● **Try it**: Write out each entry again. Keep every word exactly as it is.

● **Data provided**:
┌──

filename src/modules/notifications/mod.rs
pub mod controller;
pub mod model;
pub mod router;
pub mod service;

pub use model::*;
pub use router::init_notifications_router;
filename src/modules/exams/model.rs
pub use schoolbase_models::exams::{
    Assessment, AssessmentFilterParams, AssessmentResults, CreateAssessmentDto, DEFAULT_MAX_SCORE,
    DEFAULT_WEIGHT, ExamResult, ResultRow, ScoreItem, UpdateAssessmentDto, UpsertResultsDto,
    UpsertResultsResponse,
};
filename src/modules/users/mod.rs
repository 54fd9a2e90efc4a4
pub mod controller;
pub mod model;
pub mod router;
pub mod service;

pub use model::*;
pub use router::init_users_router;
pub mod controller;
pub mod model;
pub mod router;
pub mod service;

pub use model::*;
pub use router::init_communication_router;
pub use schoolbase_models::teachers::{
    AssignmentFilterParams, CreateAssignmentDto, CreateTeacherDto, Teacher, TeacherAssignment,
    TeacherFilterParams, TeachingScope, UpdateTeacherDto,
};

└──

● **Output for this task**:
filename src/modules/notifications/mod.rs
pub mod controller;
pub mod model;
pub mod router;
pub mod service;

pub use model::*;
pub use router::init_notifications_router;
filename src/modules/exams/model.rs
pub use schoolbase_models::exams::{
    Assessment, AssessmentFilterParams, AssessmentResults, CreateAssessmentDto, DEFAULT_MAX_SCORE,
    DEFAULT_WEIGHT, ExamResult, ResultRow, ScoreItem, UpdateAssessmentDto, UpsertResultsDto,
    UpsertResultsResponse,
};
filename src/modules/users/mod.rs
repository 54fd9a2e90efc4a4
pub mod controller;
pub mod model;
pub mod router;
pub mod service;

pub use model::*;
pub use router::init_users_router;
pub mod controller;
pub mod model;
pub mod router;
pub mod service;

pub use model::*;
pub use router::init_communication_router;
pub use schoolbase_models::teachers::{
    AssignmentFilterParams, CreateAssignmentDto, CreateTeacherDto, Teacher, TeacherAssignment,
    TeacherFilterParams, TeachingScope, UpdateTeacherDto,
};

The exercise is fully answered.